╔══

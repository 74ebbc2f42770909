use std::net::SocketAddr;
use std::sync::Arc;

use axum::Router;
use tokio::sync::{oneshot, Mutex};
use tower_http::trace::{DefaultMakeSpan, TraceLayer};

use crate::acme::Manager;

use super::handlers;
use super::state::AppState;

/// Hosts the lifecycle manager and serves its control surface.
pub struct Server {
    listen: SocketAddr,
    manager: Arc<Manager>,
    shutdown: Mutex<Option<oneshot::Sender<()>>>,
}

impl Server {
    pub fn new(listen: SocketAddr, manager: Arc<Manager>) -> Self {
        Self {
            listen,
            manager,
            shutdown: Mutex::new(None),
        }
    }

    pub fn manager(&self) -> &Arc<Manager> {
        &self.manager
    }

    fn build_app(&self) -> Router {
        let state = Arc::new(AppState::new(self.manager.clone()));
        handlers::router(state).layer(
            TraceLayer::new_for_http()
                .make_span_with(DefaultMakeSpan::new().level(tracing::Level::INFO)),
        )
    }

    pub async fn run(&self) -> anyhow::Result<()> {
        self.manager.clone().start();

        let app = self.build_app();
        let (shutdown_tx, shutdown_rx) = oneshot::channel::<()>();
        *self.shutdown.lock().await = Some(shutdown_tx);
        tracing::debug!("listening for control requests on {}", self.listen);
        axum::Server::try_bind(&self.listen)?
            .serve(app.into_make_service())
            .with_graceful_shutdown(async move {
                shutdown_rx.await.ok();
            })
            .await
            .map_err(|err| err.into())
    }

    pub async fn stop(&self) {
        if let Some(shutdown) = self.shutdown.lock().await.take() {
            shutdown.send(()).ok();
        }
    }
}
use dotenvy::dotenv;
use envconfig::Envconfig;
use tracing_subscriber::Layer;
use tracing_subscriber::{layer::SubscriberExt, util::SubscriberInitExt};

#[tokio::main]
async fn main() {
    dotenv().ok();

    let config = certport_server::server::Config::init_from_env().unwrap();

    let env_filter =
        tracing_subscriber::EnvFilter::try_from_default_env().unwrap_or_else(|_| "info".into());

    let fmt_layer = tracing_subscriber::fmt::layer().with_filter(env_filter);

    tracing_subscriber::registry().with(fmt_layer).init();

    let server = config.server().expect("invalid server configuration");
    server.run().await.expect("server failed");
}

╚══

Directions: Tally the lines in the records above that contain the word "state", and give only that number.

Response box: 3